Now starting with a negative at the left, in what order do you want two intercepts and a vertical asymptote ?
 
  • #8
1. There are multiple answers to this problem.

2. I understand what you're saying, we'll get these sort of hyperbola type graphs on both sides of the vertical asymptote, and on opposite sides of an asymptotes, the infinities that a function approaches are opposite (i.e + and - ∞)

3. I expanded the function and differentiated it to find the points of maxima/minima. I got a quadratic for the roots of f'(x) that has the discriminant ##4(c^2 - ac - bc + ab)##. Now, I'm not sure if I'm supposed to figure out what sign this is for the number of roots, because it seems complicated to work out for different sets of ##a, b## and ##c##.

4. Other than that, assuming that the discriminant is positive(for no reason, just assuming) so two roots, we'll have to figure out the maximum value of the function on the left side of ##c## and minimum value to the right of ##c## and compare them. Finding the roots of the quadratic for the maxima and minima seems rather arduous.

I don't really know what to do now.
 
  • #9
The substitution ##y = x-c## might be a good start, with the aim of transforming to as simple a function as possible.
 
  • #10
This is taking too much time, I suppose I should abandon the question at this point, especially since I've at least understood the key ideas.
 
  • #11
Thank you everyone for your help!
 
  • #12
Use a sign graph.

There are three critical points: x = a, x = b, and x = c. The rational function in question will change sign at each of these (none are equal in the choices) as x increases.

Trace the function from left to right (increasing x.) There are three possibilities. What does the graph look like for each?

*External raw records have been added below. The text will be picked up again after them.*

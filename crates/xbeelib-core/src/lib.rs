//! xbeelib-core: Core traits, types, errors, and the frame correlation
//! engine for xbeelib.
//!
//! An XBee module answers commands asynchronously on the same serial link
//! that carries everything else. Each request carries a one-byte frame ID
//! and the module echoes it in the response. This crate holds the
//! protocol-agnostic machinery that matches the two up.
//!
//! # Key types
//!
//! - [`Correlator`] -- allocates frame IDs, tracks pending requests, and
//!   resolves them from inbound frames, timeouts, and transport failures
//! - [`FrameIdAllocator`], [`Registry`], [`TimeoutScheduler`] -- its parts
//! - [`Transport`] -- byte-level communication channel
//! - [`Error`] / [`Result`] -- error handling

pub mod allocator;
pub mod completion;
pub mod correlator;
pub mod error;
pub mod registry;
pub mod scheduler;
pub mod transport;
pub mod types;

pub use allocator::FrameIdAllocator;
pub use completion::{Completion, Reply, ResponseFuture};
pub use correlator::{Begun, Classifier, Correlator, Dispatch};
pub use error::{Error, Result};
pub use registry::{PendingRequest, Registry};
pub use scheduler::{TimeoutScheduler, TimerHandle};
pub use transport::Transport;
pub use types::{Correlated, FrameId};
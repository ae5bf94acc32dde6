//! Error taxonomy for the capture/inference pipeline.
//!
//! Per-cycle errors abandon the current cycle only; the scheduler surfaces them
//! through `SystemStatus` and moves on to the next cycle without retrying.
//! Initialisation errors are fatal and stop the daemon before the loop starts.

use std::fmt;

use crate::status::SystemStatus;

/// Non-success return from an inference engine.
#[derive(Debug, Clone, PartialEq, Eq)]
pub struct EngineError {
    pub code: i32,
    pub message: String,
}

impl EngineError {
    pub fn new(code: i32, message: impl Into<String>) -> Self {
        Self {
            code,
            message: message.into(),
        }
    }
}

impl fmt::Display for EngineError {
    fn fmt(&self, f: &mut fmt::Formatter<'_>) -> fmt::Result {
        write!(f, "engine returned {}: {}", self.code, self.message)
    }
}

impl std::error::Error for EngineError {}

/// Transient error that aborts a single cycle.
#[derive(Debug)]
pub enum CycleError {
    Capture(anyhow::Error),
    Conversion(anyhow::Error),
    Memory { requested_bytes: usize },
    Inference(EngineError),
}

impl CycleError {
    /// Status published when a cycle aborts with this error.
    pub fn status(&self) -> SystemStatus {
        match self {
            CycleError::Capture(_) | CycleError::Conversion(_) => SystemStatus::CaptureError,
            CycleError::Memory { .. } => SystemStatus::MemoryError,
            CycleError::Inference(_) => SystemStatus::InferenceError,
        }
    }
}

impl fmt::Display for CycleError {
    fn fmt(&self, f: &mut fmt::Formatter<'_>) -> fmt::Result {
        match self {
            CycleError::Capture(err) => write!(f, "capture failed: {:#}", err),
            CycleError::Conversion(err) => write!(f, "frame conversion failed: {:#}", err),
            CycleError::Memory { requested_bytes } => {
                write!(f, "frame buffer allocation of {} bytes failed", requested_bytes)
            }
            CycleError::Inference(err) => write!(f, "inference failed: {}", err),
        }
    }
}

impl std::error::Error for CycleError {}

/// Hardware initialisation failure. Fatal.
#[derive(Debug)]
pub enum InitError {
    Camera(anyhow::Error),
    Display(anyhow::Error),
}

impl InitError {
    pub fn status(&self) -> SystemStatus {
        SystemStatus::CameraInitFailed
    }
}

impl fmt::Display for InitError {
    fn fmt(&self, f: &mut fmt::Formatter<'_>) -> fmt::Result {
        match self {
            InitError::Camera(err) => write!(f, "camera init failed: {:#}", err),
            InitError::Display(err) => write!(f, "display init failed: {:#}", err),
        }
    }
}

impl std::error::Error for InitError {}
//! V4L2 camera.
//!
//! Captures compressed MJPG frames from a local device node (e.g. /dev/video0).
//! Devices that cannot produce MJPG at the requested size fail `init`.

use anyhow::{anyhow, Context, Result};
use ouroboros::self_referencing;
use std::time::{Duration, Instant};

use super::{find_jpeg_bounds, Camera, CameraConfig, CameraStats};
use crate::frame::{JpegFrame, Resolution};

pub struct V4l2Camera {
    config: CameraConfig,
    state: Option<DeviceState>,
    frame_count: u64,
    last_frame_at: Option<Instant>,
    last_error: Option<String>,
    active: Resolution,
}

#[self_referencing]
struct DeviceState {
    device: v4l::Device,
    #[borrows(mut device)]
    #[not_covariant]
    stream: v4l::prelude::MmapStream<'this, v4l::Device>,
}

impl V4l2Camera {
    pub fn new(config: CameraConfig) -> Self {
        Self {
            active: config.resolution,
            config,
            state: None,
            frame_count: 0,
            last_frame_at: None,
            last_error: None,
        }
    }
}

impl Camera for V4l2Camera {
    fn name(&self) -> &'static str {
        "v4l2"
    }

    fn init(&mut self) -> Result<()> {
        use v4l::buffer::Type;
        use v4l::video::Capture;

        let mut device = v4l::Device::with_path(&self.config.url)
            .with_context(|| format!("open v4l2 device {}", self.config.url))?;
        let mut format = device.format().context("read v4l2 format")?;
        format.width = self.config.resolution.width;
        format.height = self.config.resolution.height;
        format.fourcc = v4l::FourCC::new(b"MJPG");

        let format = device.set_format(&format).context("set v4l2 format")?;
        if format.fourcc != v4l::FourCC::new(b"MJPG") {
            return Err(anyhow!(
                "v4l2 device {} does not support MJPG capture",
                self.config.url
            ));
        }
        self.active = Resolution::new(format.width, format.height);
        self.last_error = None;

        let state = DeviceStateTryBuilder {
            device,
            stream_builder: |device| {
                v4l::prelude::MmapStream::with_buffers(device, Type::VideoCapture, 2)
                    .map_err(|err| anyhow::Error::new(err).context("create v4l2 buffer stream"))
            },
        }
        .try_build()?;
        self.state = Some(state);

        log::info!(
            "V4l2Camera: connected to {} ({})",
            self.config.url,
            self.active
        );
        Ok(())
    }

    fn resolution(&self) -> Resolution {
        self.active
    }

    fn capture(&mut self) -> Result<JpegFrame> {
        use v4l::io::traits::CaptureStream;

        let state = self.state.as_mut().context("v4l2 device not connected")?;
        let bytes = state.with_stream_mut(|stream| {
            stream
                .next()
                .map(|(buf, meta)| {
                    let used = (meta.bytesused as usize).min(buf.len());
                    buf[..used].to_vec()
                })
                .map_err(|err| anyhow::Error::new(err).context("capture v4l2 frame"))
        });
        let frame = bytes.and_then(|bytes| {
            let (start, end) =
                find_jpeg_bounds(&bytes).ok_or_else(|| anyhow!("v4l2 buffer holds no jpeg"))?;
            JpegFrame::new(bytes[start..end].to_vec())
        });

        match frame {
            Ok(frame) => {
                self.frame_count += 1;
                self.last_frame_at = Some(Instant::now());
                self.last_error = None;
                Ok(frame)
            }
            Err(err) => {
                self.last_error = Some(err.to_string());
                Err(err)
            }
        }
    }

    fn is_healthy(&self) -> bool {
        if self.last_error.is_some() || self.state.is_none() {
            return false;
        }
        let Some(last_frame_at) = self.last_frame_at else {
            return true;
        };
        last_frame_at.elapsed() <= Duration::from_secs(2)
    }

    fn stats(&self) -> CameraStats {
        CameraStats {
            frames_captured: self.frame_count,
            source: self.config.url.clone(),
        }
    }
}
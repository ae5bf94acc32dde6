//! Camera drivers.
//!
//! This module provides the cameras a node can capture from:
//! - Synthetic scene (`stub://`), always available
//! - Directory of JPEG files (`file://` or a plain path)
//! - HTTP snapshot / MJPEG endpoints (feature: camera-http)
//! - USB/V4L2 devices in MJPG format (feature: camera-v4l2)
//!
//! Every driver produces validated `JpegFrame`s. The camera is one exclusively
//! owned resource: callers go through `SharedCamera::acquire`, so the
//! inference cycle and a stream session never hold a frame at the same time.

pub mod file;
#[cfg(feature = "camera-http")]
pub mod http;
mod jpeg;
pub mod synthetic;
#[cfg(feature = "camera-v4l2")]
pub mod v4l2;

use anyhow::{anyhow, Result};
use std::sync::{Arc, Mutex, MutexGuard};

use crate::frame::{JpegFrame, Resolution};

pub use file::DirectoryCamera;
#[cfg(feature = "camera-http")]
pub use http::HttpCamera;
pub(crate) use jpeg::find_jpeg_bounds;
pub use synthetic::SyntheticCamera;
#[cfg(feature = "camera-v4l2")]
pub use v4l2::V4l2Camera;

/// Configuration for a camera.
#[derive(Clone, Debug)]
pub struct CameraConfig {
    /// Source URL: `stub://name`, `file:///dir`, `/dir`, `http(s)://...`, `/dev/videoN`.
    pub url: String,
    /// Native capture resolution requested from the driver.
    pub resolution: Resolution,
    /// JPEG quality for drivers that encode frames themselves.
    pub jpeg_quality: u8,
}

impl Default for CameraConfig {
    fn default() -> Self {
        Self {
            url: "stub://camera".to_string(),
            resolution: Resolution::new(320, 240),
            jpeg_quality: 80,
        }
    }
}

/// Statistics for a camera.
#[derive(Clone, Debug)]
pub struct CameraStats {
    pub frames_captured: u64,
    pub source: String,
}

/// Camera driver contract.
pub trait Camera: Send {
    /// Driver identifier.
    fn name(&self) -> &'static str;

    /// Bring the hardware up. Failure here is fatal for the daemon.
    fn init(&mut self) -> Result<()>;

    /// Native resolution frames are captured at.
    fn resolution(&self) -> Resolution;

    /// Capture one compressed frame.
    fn capture(&mut self) -> Result<JpegFrame>;

    /// Check if the camera is healthy.
    fn is_healthy(&self) -> bool;

    fn stats(&self) -> CameraStats;
}

/// Build the driver for `config.url`.
pub fn open_camera(config: &CameraConfig) -> Result<Box<dyn Camera>> {
    let url = config.url.as_str();
    if url.starts_with("stub://") {
        return Ok(Box::new(SyntheticCamera::new(config.clone())));
    }
    if url.starts_with("http://") || url.starts_with("https://") {
        #[cfg(feature = "camera-http")]
        {
            return Ok(Box::new(HttpCamera::new(config.clone())?));
        }
        #[cfg(not(feature = "camera-http"))]
        {
            return Err(anyhow!("http cameras require the camera-http feature"));
        }
    }
    if url.starts_with("/dev/video") {
        #[cfg(feature = "camera-v4l2")]
        {
            return Ok(Box::new(V4l2Camera::new(config.clone())));
        }
        #[cfg(not(feature = "camera-v4l2"))]
        {
            return Err(anyhow!("v4l2 cameras require the camera-v4l2 feature"));
        }
    }
    if url.contains("://") && !url.starts_with("file://") {
        return Err(anyhow!("unsupported camera url '{}'", url));
    }
    Ok(Box::new(DirectoryCamera::new(config.clone())))
}

/// Exclusively owned camera shared between the cycle and stream sessions.
#[derive(Clone)]
pub struct SharedCamera {
    inner: Arc<Mutex<Box<dyn Camera>>>,
}

impl SharedCamera {
    pub fn new(camera: Box<dyn Camera>) -> Self {
        Self {
            inner: Arc::new(Mutex::new(camera)),
        }
    }

    /// Block until the camera is free and take exclusive ownership of it.
    pub fn acquire(&self) -> Result<CameraGuard<'_>> {
        let guard = self
            .inner
            .lock()
            .map_err(|_| anyhow!("camera lock poisoned"))?;
        Ok(CameraGuard { guard })
    }
}

/// Exclusive hold on the camera. Released on drop.
pub struct CameraGuard<'a> {
    guard: MutexGuard<'a, Box<dyn Camera>>,
}

impl CameraGuard<'_> {
    pub fn capture(&mut self) -> Result<JpegFrame> {
        self.guard.capture()
    }

    pub fn resolution(&self) -> Resolution {
        self.guard.resolution()
    }

    pub fn is_healthy(&self) -> bool {
        self.guard.is_healthy()
    }

    pub fn stats(&self) -> CameraStats {
        self.guard.stats()
    }
}
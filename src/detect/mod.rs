mod aggregate;
mod backends;
mod engine;
mod registry;
mod result;

pub use aggregate::{AggregatorConfig, ResultAggregator};
pub use backends::{StubEngine, StubEngineConfig};
#[cfg(feature = "backend-tract")]
pub use backends::TractEngine;
pub use engine::{EngineMode, InferenceEngine, ERR_CLASSIFIER, ERR_INPUT_SIZE, ERR_SIGNAL_READ};
pub use registry::EngineRegistry;
pub use result::{
    BoundingBox, Detection, DetectionResult, EngineOutput, InferenceReport, LabelScore, Timing,
};
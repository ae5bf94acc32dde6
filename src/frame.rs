//! Frame acquisition types and conversion.
//!
//! - `JpegFrame`: one compressed frame as delivered by the camera.
//! - `FrameBuffer`: packed RGB888 pixels owned by exactly one cycle.
//! - `PixelSource`: sized random-access view the inference engine pulls from.
//!
//! A `FrameBuffer` is not `Clone`. It is created by `decode`, replaced by
//! `resize`, and released (zeroized) when the owning cycle drops it, on every
//! exit path.

use anyhow::{anyhow, Context, Result};
use image::imageops::{self, FilterType};
use image::{ImageBuffer, ImageFormat, Rgb};
use std::fmt;
use std::time::Instant;
use zeroize::Zeroize;

use crate::error::CycleError;

/// Bytes per packed RGB888 pixel.
pub const RGB_CHANNELS: usize = 3;

const JPEG_SOI: [u8; 2] = [0xFF, 0xD8];
const JPEG_EOI: [u8; 2] = [0xFF, 0xD9];

#[derive(Clone, Copy, Debug, PartialEq, Eq)]
pub struct Resolution {
    pub width: u32,
    pub height: u32,
}

impl Resolution {
    pub const fn new(width: u32, height: u32) -> Self {
        Self { width, height }
    }

    pub fn pixel_count(&self) -> usize {
        self.width as usize * self.height as usize
    }
}

impl fmt::Display for Resolution {
    fn fmt(&self, f: &mut fmt::Formatter<'_>) -> fmt::Result {
        write!(f, "{}x{}", self.width, self.height)
    }
}

// ----------------------------------------------------------------------------
// JpegFrame: compressed camera output
// ----------------------------------------------------------------------------

/// One compressed frame. Construction checks the JPEG start/end markers.
pub struct JpegFrame {
    data: Vec<u8>,
    captured_at: Instant,
}

impl JpegFrame {
    pub fn new(data: Vec<u8>) -> Result<Self> {
        if data.len() < 4 || data[..2] != JPEG_SOI {
            return Err(anyhow!("frame does not start with a JPEG SOI marker"));
        }
        if data[data.len() - 2..] != JPEG_EOI {
            return Err(anyhow!("frame does not end with a JPEG EOI marker"));
        }
        Ok(Self {
            data,
            captured_at: Instant::now(),
        })
    }

    pub fn as_bytes(&self) -> &[u8] {
        &self.data
    }

    pub fn len(&self) -> usize {
        self.data.len()
    }

    pub fn is_empty(&self) -> bool {
        self.data.is_empty()
    }

    pub fn captured_at(&self) -> Instant {
        self.captured_at
    }
}

/// Encode packed RGB888 pixels as a JPEG frame.
pub fn encode_jpeg(rgb: &[u8], resolution: Resolution, quality: u8) -> Result<JpegFrame> {
    let mut out = Vec::with_capacity(rgb.len() / 8);
    let mut encoder = image::codecs::jpeg::JpegEncoder::new_with_quality(&mut out, quality);
    encoder
        .encode(
            rgb,
            resolution.width,
            resolution.height,
            image::ExtendedColorType::Rgb8,
        )
        .context("encode jpeg")?;
    JpegFrame::new(out)
}

// ----------------------------------------------------------------------------
// FrameBuffer: per-cycle pixel storage
// ----------------------------------------------------------------------------

/// Packed RGB888 pixel buffer. Lives for exactly one cycle.
pub struct FrameBuffer {
    data: Vec<u8>,
    width: u32,
    height: u32,
}

// Explicitly NOT implementing Clone: a buffer never outlives its cycle.

impl FrameBuffer {
    /// Allocate a zeroed buffer, reporting allocation failure instead of aborting.
    pub fn allocate(width: u32, height: u32) -> Result<Self, CycleError> {
        let len = Resolution::new(width, height)
            .pixel_count()
            .checked_mul(RGB_CHANNELS)
            .ok_or(CycleError::Memory {
                requested_bytes: usize::MAX,
            })?;
        let mut data = Vec::new();
        data.try_reserve_exact(len)
            .map_err(|_| CycleError::Memory {
                requested_bytes: len,
            })?;
        data.resize(len, 0);
        Ok(Self {
            data,
            width,
            height,
        })
    }

    /// Wrap already-decoded RGB888 pixels.
    pub fn from_rgb(data: Vec<u8>, width: u32, height: u32) -> Result<Self> {
        let expected = Resolution::new(width, height).pixel_count() * RGB_CHANNELS;
        if data.len() != expected {
            return Err(anyhow!(
                "RGB frame length mismatch: expected {}, got {}",
                expected,
                data.len()
            ));
        }
        Ok(Self {
            data,
            width,
            height,
        })
    }

    pub fn width(&self) -> u32 {
        self.width
    }

    pub fn height(&self) -> u32 {
        self.height
    }

    pub fn resolution(&self) -> Resolution {
        Resolution::new(self.width, self.height)
    }

    /// RGB triple at (x, y).
    pub fn pixel(&self, x: u32, y: u32) -> Option<[u8; 3]> {
        if x >= self.width || y >= self.height {
            return None;
        }
        let idx = (y as usize * self.width as usize + x as usize) * RGB_CHANNELS;
        Some([self.data[idx], self.data[idx + 1], self.data[idx + 2]])
    }

    pub fn set_pixel(&mut self, x: u32, y: u32, rgb: [u8; 3]) {
        if x >= self.width || y >= self.height {
            return;
        }
        let idx = (y as usize * self.width as usize + x as usize) * RGB_CHANNELS;
        self.data[idx..idx + RGB_CHANNELS].copy_from_slice(&rgb);
    }

    pub(crate) fn rgb(&self) -> &[u8] {
        &self.data
    }

    /// Byte length of the pixel data.
    pub fn byte_len(&self) -> usize {
        self.data.len()
    }
}

impl Drop for FrameBuffer {
    fn drop(&mut self) {
        self.data.zeroize();
    }
}

// ----------------------------------------------------------------------------
// PixelSource: pull-based accessor for the inference engine
// ----------------------------------------------------------------------------

/// Sized, randomly addressable pixel source.
///
/// One sample is one pixel packed as `(r << 16) | (g << 8) | b` in an `f32`,
/// the layout image classifiers on these boards expect.
pub trait PixelSource {
    /// Total number of samples.
    fn total_samples(&self) -> usize;

    /// Fill `out` with samples starting at `offset`.
    fn read_samples(&self, offset: usize, out: &mut [f32]) -> Result<()>;

    /// Resolution the samples are laid out at (row-major).
    fn resolution(&self) -> Resolution;
}

impl PixelSource for FrameBuffer {
    fn total_samples(&self) -> usize {
        self.resolution().pixel_count()
    }

    fn read_samples(&self, offset: usize, out: &mut [f32]) -> Result<()> {
        let end = offset
            .checked_add(out.len())
            .ok_or_else(|| anyhow!("pixel range overflow"))?;
        if end > self.total_samples() {
            return Err(anyhow!(
                "pixel range {}..{} outside buffer of {} samples",
                offset,
                end,
                self.total_samples()
            ));
        }
        let pixels = self.data[offset * RGB_CHANNELS..end * RGB_CHANNELS].chunks_exact(RGB_CHANNELS);
        for (sample, px) in out.iter_mut().zip(pixels) {
            *sample = pack_rgb(px[0], px[1], px[2]);
        }
        Ok(())
    }

    fn resolution(&self) -> Resolution {
        FrameBuffer::resolution(self)
    }
}

pub fn pack_rgb(r: u8, g: u8, b: u8) -> f32 {
    (((r as u32) << 16) | ((g as u32) << 8) | b as u32) as f32
}

pub fn unpack_rgb(sample: f32) -> [u8; 3] {
    let packed = sample as u32;
    [
        ((packed >> 16) & 0xFF) as u8,
        ((packed >> 8) & 0xFF) as u8,
        (packed & 0xFF) as u8,
    ]
}

// ----------------------------------------------------------------------------
// Conversion
// ----------------------------------------------------------------------------

/// Decode a compressed frame to RGB888 at its native resolution.
pub fn decode(frame: &JpegFrame) -> Result<FrameBuffer, CycleError> {
    let image = image::load_from_memory_with_format(frame.as_bytes(), ImageFormat::Jpeg)
        .context("decode jpeg")
        .map_err(CycleError::Conversion)?;
    let rgb = image.into_rgb8();
    let (width, height) = rgb.dimensions();
    if width == 0 || height == 0 {
        return Err(CycleError::Conversion(anyhow!("decoded frame is empty")));
    }
    FrameBuffer::from_rgb(rgb.into_raw(), width, height).map_err(CycleError::Conversion)
}

/// Crop window applied before scaling, in source pixel coordinates.
#[derive(Clone, Copy, Debug, PartialEq, Eq)]
pub struct CropWindow {
    pub x: u32,
    pub y: u32,
    pub width: u32,
    pub height: u32,
}

/// Largest centered window of `source` with the aspect ratio of `target`.
pub fn crop_window(source: Resolution, target: Resolution) -> CropWindow {
    let (sw, sh) = (source.width as u64, source.height as u64);
    let (tw, th) = (target.width as u64, target.height as u64);
    if sw * th > sh * tw {
        let width = ((sh * tw) / th).max(1) as u32;
        CropWindow {
            x: (source.width - width) / 2,
            y: 0,
            width,
            height: source.height,
        }
    } else {
        let height = ((sw * th) / tw).max(1) as u32;
        CropWindow {
            x: 0,
            y: (source.height - height) / 2,
            width: source.width,
            height,
        }
    }
}

/// Resize to the engine input resolution: center-crop to the target aspect
/// ratio, then scale. A buffer already at the target is returned unchanged.
pub fn resize(buffer: FrameBuffer, target: Resolution) -> Result<FrameBuffer, CycleError> {
    if target.width == 0 || target.height == 0 {
        return Err(CycleError::Conversion(anyhow!(
            "target resolution {} is empty",
            target
        )));
    }
    if buffer.resolution() == target {
        return Ok(buffer);
    }

    let window = crop_window(buffer.resolution(), target);
    let source: ImageBuffer<Rgb<u8>, Vec<u8>> =
        ImageBuffer::from_raw(buffer.width, buffer.height, buffer.rgb().to_vec())
            .ok_or_else(|| CycleError::Conversion(anyhow!("frame buffer has wrong length")))?;
    drop(buffer);
    let cropped =
        imageops::crop_imm(&source, window.x, window.y, window.width, window.height).to_image();
    source.into_raw().zeroize();
    let scaled = imageops::resize(&cropped, target.width, target.height, FilterType::Triangle);
    cropped.into_raw().zeroize();

    let mut out = FrameBuffer::allocate(target.width, target.height)?;
    out.data.copy_from_slice(scaled.as_raw());
    scaled.into_raw().zeroize();
    Ok(out)
}

// ----------------------------------------------------------------------------
// Tests
// ----------------------------------------------------------------------------
pub mod stub;

#[cfg(feature = "backend-tract")]
pub mod tract;

pub use stub::{StubEngine, StubEngineConfig};

#[cfg(feature = "backend-tract")]
pub use tract::TractEngine;
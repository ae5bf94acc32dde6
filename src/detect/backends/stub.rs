use sha2::{Digest, Sha256};
use std::time::Instant;

use crate::detect::engine::{EngineMode, InferenceEngine, ERR_INPUT_SIZE, ERR_SIGNAL_READ};
use crate::detect::result::{Detection, EngineOutput, InferenceReport, LabelScore, Timing};
use crate::error::EngineError;
use crate::frame::{unpack_rgb, PixelSource, Resolution};

/// Samples pulled from the source per read.
const READ_CHUNK: usize = 1024;
/// Per-channel sum above which a pixel counts as "object".
const BRIGHT_THRESHOLD: u32 = 600;

#[derive(Clone, Debug)]
pub struct StubEngineConfig {
    pub mode: EngineMode,
    pub input: Resolution,
    pub labels: Vec<String>,
    pub background_labels: Vec<String>,
}

impl Default for StubEngineConfig {
    fn default() -> Self {
        Self {
            mode: EngineMode::Classification,
            input: Resolution::new(96, 96),
            labels: vec![
                "background".to_string(),
                "plug".to_string(),
                "switch".to_string(),
            ],
            background_labels: vec!["background".to_string()],
        }
    }
}

/// Stub engine for bench runs and tests.
///
/// Output is a pure function of the pixel data: classification scores are
/// derived from a SHA-256 of the samples, detection boxes from the bright
/// region of the frame.
pub struct StubEngine {
    config: StubEngineConfig,
}

impl StubEngine {
    pub fn new(config: StubEngineConfig) -> Self {
        Self { config }
    }

    fn object_labels(&self) -> Vec<&String> {
        self.config
            .labels
            .iter()
            .filter(|l| {
                !self
                    .config
                    .background_labels
                    .iter()
                    .any(|bg| bg.eq_ignore_ascii_case(l))
            })
            .collect()
    }

    fn classify(&self, digest: &[u8; 32]) -> Vec<LabelScore> {
        let raw: Vec<f32> = (0..self.config.labels.len())
            .map(|i| digest[i % digest.len()] as f32 + 1.0)
            .collect();
        let total: f32 = raw.iter().sum();
        self.config
            .labels
            .iter()
            .zip(raw)
            .map(|(label, r)| LabelScore {
                label: label.clone(),
                score: r / total,
            })
            .collect()
    }

    fn detect(&self, digest: &[u8; 32], bright: Option<(u32, u32, u32, u32)>) -> Vec<Detection> {
        let objects = self.object_labels();
        let Some((min_x, min_y, max_x, max_y)) = bright else {
            return Vec::new();
        };
        if objects.is_empty() {
            return Vec::new();
        }
        let label = objects[digest[0] as usize % objects.len()];
        vec![Detection {
            label: label.clone(),
            confidence: 0.5 + (digest[1] as f32 / 255.0) * 0.5,
            x: min_x,
            y: min_y,
            width: max_x - min_x + 1,
            height: max_y - min_y + 1,
        }]
    }
}

impl Default for StubEngine {
    fn default() -> Self {
        Self::new(StubEngineConfig::default())
    }
}

impl InferenceEngine for StubEngine {
    fn name(&self) -> &'static str {
        "stub"
    }

    fn mode(&self) -> EngineMode {
        self.config.mode
    }

    fn input_resolution(&self) -> Resolution {
        self.config.input
    }

    fn labels(&self) -> &[String] {
        &self.config.labels
    }

    fn run(&mut self, source: &dyn PixelSource) -> Result<InferenceReport, EngineError> {
        let input = self.config.input;
        if source.resolution() != input || source.total_samples() != input.pixel_count() {
            return Err(EngineError::new(
                ERR_INPUT_SIZE,
                format!(
                    "input is {} ({} samples), expected {}",
                    source.resolution(),
                    source.total_samples(),
                    input
                ),
            ));
        }

        let dsp_start = Instant::now();
        let mut hasher = Sha256::new();
        let mut bright: Option<(u32, u32, u32, u32)> = None;
        let mut chunk = vec![0f32; READ_CHUNK];
        let total = source.total_samples();
        let mut offset = 0;
        while offset < total {
            let len = READ_CHUNK.min(total - offset);
            source
                .read_samples(offset, &mut chunk[..len])
                .map_err(|err| EngineError::new(ERR_SIGNAL_READ, format!("{:#}", err)))?;
            for (i, sample) in chunk[..len].iter().enumerate() {
                hasher.update((*sample as u32).to_le_bytes());
                let [r, g, b] = unpack_rgb(*sample);
                if r as u32 + g as u32 + b as u32 > BRIGHT_THRESHOLD {
                    let idx = (offset + i) as u32;
                    let (x, y) = (idx % input.width, idx / input.width);
                    bright = Some(match bright {
                        None => (x, y, x, y),
                        Some((x0, y0, x1, y1)) => (x0.min(x), y0.min(y), x1.max(x), y1.max(y)),
                    });
                }
            }
            offset += len;
        }
        let digest: [u8; 32] = hasher.finalize().into();
        let dsp_ms = dsp_start.elapsed().as_millis() as u64;

        let classify_start = Instant::now();
        let output = match self.config.mode {
            EngineMode::ObjectDetection => EngineOutput::Detections(self.detect(&digest, bright)),
            _ => EngineOutput::Scores(self.classify(&digest)),
        };

        Ok(InferenceReport {
            output,
            timing: Timing {
                dsp_ms,
                classification_ms: classify_start.elapsed().as_millis() as u64,
                anomaly_ms: 0,
            },
        })
    }
}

  1. x - intercept, x - intercept, vertical asymptote
  2. x - intercept, vertical asymptote, x - intercept
  3. vertical asymptote, intercept, x - intercept
 
  • #13
SammyS said:
Use a sign graph.

There are three critical points: x = a, x = b, and x = c. The rational function in question will change sign at each of these (none are equal in the choices) as x increases.

Trace the function from left to right (increasing x.) There are three possibilities. What does the graph look like for each?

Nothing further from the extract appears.